It was, however, known to have been throughout the period of this country's neutrality openly pro-German in its sympathies and activities. From the first it refused to supply its products to anyone who did business directly or indirectly with any of the belligerent nations. This ostensibly impartial restriction was, and was of course intended to be, effective only against the allies, as no possible purchaser could be guilty of doing business directly or indirectly with the central empires.

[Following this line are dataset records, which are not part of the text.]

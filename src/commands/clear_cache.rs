//! Reset the discovery cache

use crate::commands::utils::{load_settings, open_cache};
use crate::commands::Command;
use crate::config::Settings;
use crate::error::Result;
use crate::ui::UI;

pub struct ClearCacheCommand {
    base_path: Option<String>,
    settings: Option<Settings>,
}

impl ClearCacheCommand {
    pub fn new(base_path: Option<String>) -> Self {
        ClearCacheCommand {
            base_path,
            settings: None,
        }
    }

    pub fn with_settings(mut self, settings: Settings) -> Self {
        self.settings = Some(settings);
        self
    }
}

impl Command for ClearCacheCommand {
    fn execute(&self, ui: &mut dyn UI) -> Result<i32> {
        let settings = match &self.settings {
            Some(settings) => settings.clone(),
            None => load_settings(self.base_path.as_deref())?,
        };
        let Some(cache) = open_cache(&settings)? else {
            ui.warning("Discovery cache is disabled; nothing to clear")?;
            return Ok(0);
        };
        cache.clear()?;
        ui.output(&format!("Cleared discovery cache at {}", cache.path().display()))?;
        Ok(0)
    }

    fn name(&self) -> &str {
        "clear-cache"
    }

    fn help(&self) -> &str {
        "Remove all cached discovery results and run history"
    }
}
//! Print the cached test count for a set of packages

use crate::cache::pattern_key;
use crate::commands::utils::{load_settings, open_cache};
use crate::commands::Command;
use crate::config::Settings;
use crate::error::Result;
use crate::ui::UI;

pub struct EstimateCommand {
    base_path: Option<String>,
    packages: Vec<String>,
    settings: Option<Settings>,
}

impl EstimateCommand {
    pub fn new(base_path: Option<String>, packages: Vec<String>) -> Self {
        EstimateCommand {
            base_path,
            packages,
            settings: None,
        }
    }

    pub fn with_settings(mut self, settings: Settings) -> Self {
        self.settings = Some(settings);
        self
    }
}

impl Command for EstimateCommand {
    fn execute(&self, ui: &mut dyn UI) -> Result<i32> {
        let settings = match &self.settings {
            Some(settings) => settings.clone(),
            None => load_settings(self.base_path.as_deref())?,
        };
        let Some(cache) = open_cache(&settings)? else {
            ui.warning("Discovery cache is disabled")?;
            return Ok(1);
        };

        let pattern = pattern_key(&self.packages);
        match cache.get_count(&pattern) {
            Some(count) => {
                ui.output(&count.to_string())?;
                Ok(0)
            }
            None => {
                ui.warning(&format!("No valid cached estimate for {}", pattern))?;
                Ok(1)
            }
        }
    }

    fn name(&self) -> &str {
        "estimate"
    }

    fn help(&self) -> &str {
        "Print the cached test count for a package pattern"
    }
}

#[cfg(test)]
mod tests {
    use super::*;
    use crate::cache::DiscoveryCache;
    use crate::config::CacheConfig;
    use crate::ui::test_ui::TestUI;
    use tempfile::TempDir;

    fn settings(temp: &TempDir) -> Settings {
        Settings {
            cache: CacheConfig {
                dir: temp.path().join(".cache"),
                source_file: temp.path().join("go.mod"),
                ..CacheConfig::default()
            },
            ..Settings::default()
        }
    }

    #[test]
    fn test_estimate_hit() {
        let temp = TempDir::new().unwrap();
        let cache = DiscoveryCache::open(&settings(&temp).cache).unwrap();
        cache.update_count("./a ./b", 17, 2).unwrap();

        let cmd = EstimateCommand::new(None, vec!["./b".to_string(), "./a".to_string()])
            .with_settings(settings(&temp));
        let mut ui = TestUI::new();
        assert_eq!(cmd.execute(&mut ui).unwrap(), 0);
        assert_eq!(ui.output, vec!["17"]);
    }

    #[test]
    fn test_estimate_miss() {
        let temp = TempDir::new().unwrap();
        let cmd = EstimateCommand::new(None, Vec::new()).with_settings(settings(&temp));
        let mut ui = TestUI::new();
        assert_eq!(cmd.execute(&mut ui).unwrap(), 1);
        assert_eq!(ui.errors, vec!["Warning: No valid cached estimate for ./..."]);
    }
}
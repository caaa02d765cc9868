//! User interface abstraction
//!
//! Commands write everything user-facing through the UI trait so that tests
//! can capture it.

use crate::error::Result;
use std::io::{self, Write};

#[cfg(test)]
pub mod test_ui;

/// Abstract UI trait for command interaction
pub trait UI {
    /// Output a message to the user
    fn output(&mut self, message: &str) -> Result<()>;

    /// Output an error message
    fn error(&mut self, message: &str) -> Result<()>;

    /// Output a warning message
    fn warning(&mut self, message: &str) -> Result<()>;
}

/// Command-line UI implementation
pub struct CliUI {
    stdout: Box<dyn Write>,
    stderr: Box<dyn Write>,
}

impl CliUI {
    /// Creates a new command-line UI instance using stdout and stderr.
    pub fn new() -> Self {
        CliUI {
            stdout: Box::new(io::stdout()),
            stderr: Box::new(io::stderr()),
        }
    }
}

impl Default for CliUI {
    fn default() -> Self {
        Self::new()
    }
}

impl UI for CliUI {
    fn output(&mut self, message: &str) -> Result<()> {
        writeln!(self.stdout, "{}", message)?;
        Ok(())
    }

    fn error(&mut self, message: &str) -> Result<()> {
        writeln!(self.stderr, "Error: {}", message)?;
        Ok(())
    }

    fn warning(&mut self, message: &str) -> Result<()> {
        writeln!(self.stderr, "Warning: {}", message)?;
        Ok(())
    }
}
/// Identity of a test: the package plus the full `/`-separated name.
#[derive(Debug, Clone, PartialEq, Eq, Hash, PartialOrd, Ord)]
pub struct TestKey {
    pub package: String,
    pub name: String,
}

impl TestKey {
    pub fn new(package: impl Into<String>, name: impl Into<String>) -> Self {
        TestKey {
            package: package.into(),
            name: name.into(),
        }
    }

    /// Key of the enclosing test, obtained by stripping the last path segment.
    pub fn parent(&self) -> Option<TestKey> {
        self.name
            .rsplit_once('/')
            .map(|(parent, _)| TestKey::new(self.package.clone(), parent))
    }

    /// Returns true for tests that are not subtests.
    pub fn is_top_level(&self) -> bool {
        !self.name.contains('/')
    }
}

impl fmt::Display for TestKey {
    fn fmt(&self, f: &mut fmt::Formatter<'_>) -> fmt::Result {
        write!(f, "{}::{}", self.package, self.name)
    }
}

/// State of a test or package.
#[derive(Debug, Clone, Copy, PartialEq, Eq, Hash)]
pub enum TestStatus {
    Running,
    Passed,
    Failed,
    Skipped,
}

impl TestStatus {
    pub fn is_terminal(&self) -> bool {
        !matches!(self, TestStatus::Running)
    }

    fn from_action(action: Action) -> Option<TestStatus> {
        match action {
            Action::Pass => Some(TestStatus::Passed),
            Action::Fail => Some(TestStatus::Failed),
            Action::Skip => Some(TestStatus::Skipped),
            Action::Run | Action::Output => None,
        }
    }
}

impl fmt::Display for TestStatus {
    fn fmt(&self, f: &mut fmt::Formatter<'_>) -> fmt::Result {
        match self {
            TestStatus::Running => write!(f, "running"),
            TestStatus::Passed => write!(f, "pass"),
            TestStatus::Failed => write!(f, "fail"),
            TestStatus::Skipped => write!(f, "skip"),
        }
    }
}

/// One test or subtest.
#[derive(Debug, Clone)]
pub struct TestNode {
    key: TestKey,
    status: TestStatus,
    duration: Option<Duration>,
    parent: Option<TestKey>,
    children: Vec<TestKey>,
    output: VecDeque<String>,
    dropped_output: usize,
    skip_reason: Option<String>,
    placeholder: bool,
}

impl TestNode {
    fn new(key: TestKey, placeholder: bool) -> Self {
        let parent = key.parent();
        TestNode {
            key,
            status: TestStatus::Running,
            duration: None,
            parent,
            children: Vec::new(),
            output: VecDeque::new(),
            dropped_output: 0,
            skip_reason: None,
            placeholder,
        }
    }

    pub fn key(&self) -> &TestKey {
        &self.key
    }

    pub fn status(&self) -> TestStatus {
        self.status
    }

    pub fn duration(&self) -> Option<Duration> {
        self.duration
    }

    pub fn parent(&self) -> Option<&TestKey> {
        self.parent.as_ref()
    }

    /// Subtests in first-seen order.
    pub fn children(&self) -> &[TestKey] {
        &self.children
    }

    /// Output retained for this test; empty once it passed.
    pub fn output(&self) -> impl Iterator<Item = &str> {
        self.output.iter().map(String::as_str)
    }

    pub fn skip_reason(&self) -> Option<&str> {
        self.skip_reason.as_deref()
    }

    /// True while the node exists only because a subtest referenced it.
    pub fn is_placeholder(&self) -> bool {
        self.placeholder
    }

    fn push_output(&mut self, line: String, limit: usize) {
        if limit == 0 {
            self.dropped_output += 1;
            return;
        }
        if self.output.len() == limit {
            self.output.pop_front();
            self.dropped_output += 1;
        }
        self.output.push_back(line);
    }
}

/// Immediate-children breakdown of a parent test.
#[derive(Debug, Clone, Copy, Default, PartialEq, Eq)]
pub struct SubtestCounts {
    pub passed: usize,
    pub failed: usize,
    pub skipped: usize,
    pub running: usize,
}

impl SubtestCounts {
    pub fn total(&self) -> usize {
        self.passed + self.failed + self.skipped + self.running
    }

    fn record(&mut self, status: TestStatus) {
        match status {
            TestStatus::Running => self.running += 1,
            TestStatus::Passed => self.passed += 1,
            TestStatus::Failed => self.failed += 1,
            TestStatus::Skipped => self.skipped += 1,
        }
    }

    fn forget(&mut self, status: TestStatus) {
        let slot = match status {
            TestStatus::Running => &mut self.running,
            TestStatus::Passed => &mut self.passed,
            TestStatus::Failed => &mut self.failed,
            TestStatus::Skipped => &mut self.skipped,
        };
        *slot = slot.saturating_sub(1);
    }
}

/// A data-consistency problem observed in the stream.
#[derive(Debug, Clone, PartialEq, Eq)]
pub struct ConsistencyWarning {
    pub key: TestKey,
    pub message: String,
}

/// Point-in-time readout of the run, safe to hand to another thread.
///
/// Counts cover top-level tests only; `failing` lists every failed node,
/// subtests included.
#[derive(Debug, Clone, PartialEq)]
pub struct RunSnapshot {
    pub timestamp: DateTime<Utc>,
    pub elapsed: Duration,
    pub total: usize,
    pub passed: usize,
    pub failed: usize,
    pub skipped: usize,
    pub running: usize,
    /// Estimate still in effect for the progress denominator.
    pub estimated_total: Option<usize>,
    pub failing: Vec<TestKey>,
}

impl RunSnapshot {
    pub fn completed(&self) -> usize {
        self.passed + self.failed + self.skipped
    }

    /// Denominator for a progress display.
    pub fn progress_total(&self) -> usize {
        self.estimated_total.unwrap_or(self.total).max(self.total)
    }
}

#[derive(Debug, Clone)]
struct PackageState {
    status: TestStatus,
    elapsed: Option<Duration>,
    no_test_files: bool,
    coverage: Option<String>,
    top_level_tests: usize,
    output: VecDeque<String>,
}

impl PackageState {
    fn new() -> Self {
        PackageState {
            status: TestStatus::Running,
            elapsed: None,
            no_test_files: false,
            coverage: None,
            top_level_tests: 0,
            output: VecDeque::new(),
        }
    }
}

fn coverage_regex() -> &'static Regex {
    static RE: OnceLock<Regex> = OnceLock::new();
    RE.get_or_init(|| Regex::new(r"coverage:\s+(\d+(?:\.\d+)?%)").expect("valid regex"))
}

fn file_line_prefix_regex() -> &'static Regex {
    static RE: OnceLock<Regex> = OnceLock::new();
    RE.get_or_init(|| Regex::new(r"^\S+\.go:\d+:\s*").expect("valid regex"))
}

/// Pull the human reason out of the output of a skipped test.
///
/// The driver frames test output with `=== RUN` / `--- SKIP` lines; the
/// reason is the last line that is not framing, minus its `file.go:N:` prefix.
pub fn extract_skip_reason<'a>(lines: impl DoubleEndedIterator<Item = &'a str>) -> Option<String> {
    for line in lines.rev() {
        let trimmed = line.trim();
        if trimmed.is_empty()
            || trimmed.starts_with("=== ")
            || trimmed.starts_with("--- ")
            || trimmed == "PASS"
            || trimmed == "FAIL"
        {
            continue;
        }
        let reason = file_line_prefix_regex().replace(trimmed, "");
        let reason = reason
            .trim_start_matches("SKIP:")
            .trim_start_matches("skipping:")
            .trim();
        if !reason.is_empty() {
            return Some(reason.to_string());
        }
    }
    None
}

/// Consumes test events and maintains the hierarchical run state.
pub struct EventAggregator {
    nodes: HashMap<TestKey, TestNode>,
    order: Vec<TestKey>,
    packages: HashMap<String, PackageState>,
    package_order: Vec<String>,
    tally: SubtestCounts,
    warnings: Vec<ConsistencyWarning>,
    estimate: Option<usize>,
    started_at: DateTime<Utc>,
    started: Instant,
    max_output_lines: usize,
    finalized: bool,
}

impl Default for EventAggregator {
    fn default() -> Self {
        Self::new()
    }
}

The extent of the predominance of the Bosch Magneto Co. in the American industry was, however, by no means measured by the volume or quality of its own business. On the contrary, it had taken effective steps to secure control of various other concerns whose product was important to the industry at large. Thus, in 1912 it bought, or rather had bought for its benefit by its real German owner, Robert Bosch, enough of the stock of the Boonton Rubber Manufacturing Co., of Boonton, N. J., to enable it thereafter to dominate that company completely. The Boonton Manufacturing Co. was at that time the largest producer of molded insulation, a product which was essential to the magneto industry. Again, in May, 1914, it acquired outright, at a price of $750,000 in cash, the plant, business, and good will of Samuel W. Rushmore, known as the Rushmore Dynamo Works at Plainfield, N. J. This factory was shortly thereafter shut down and dismantled. As a still more direct step toward complete domination of the magneto industry, it also bought in 1912 900 shares, out of a total of 2,000 shares, of the Eisemann Magneto Co. For these shares it paid $90,000 in cash, and it chose as its stockholder of record and its representative on the board of the Eisemann Magneto Co. a man. actively connected with the business of the Eisemann Magneto Co. It thus became the largest single stockholder of its most important competitor and successfully concealed its representation on the board of that competitor.

The importance of these two companies attracted attention from the beginning of the work of my department. The case, however, so far as the Bosch Magneto Co. was concerned, presented most unusual difficulties. Understanding as we now understand, from experience, German methods and ideals in business, it was natural to

expect to find concealed ownerships behind the apparent stockholdings and attempts to conceal and cover up by apparent transfers the real interests. In the Bosch Magneto Co., however, the majority of the stock had stood, ever since 1909, in the name of one of the resident officers of the company, who at first insisted that he was the real owner. Robert Bosch, of Stuttgart, Germany, and one Klein also of Germany, although between them they owned all the stock of the company, had only 50 shares standing in their names on the books. These and 45 other shares which stood in the name of Carl Schurz, a New York lawyer, but which were admittedly held for Germans, were all of the shares which on the face of the records appeared to come within the purview of the trading with the enemy act and were all that were reported by the company to the Custodian. A searching investigation, however, brought out a large number of facts which indicated that the record owner of most of the stock was a mere dummy, and eventually in March and April, 1918, confessions were obtained from two of the active officers of the company which demonstrated that all the remaining shares in the company were owned beneficially by Robert Bosch and that 900 shares in the Eisemann and 1,501 shares in the Boonton Rubber Manufacturing Co., were similarly owned. These confessions enable me to take over the stock in question.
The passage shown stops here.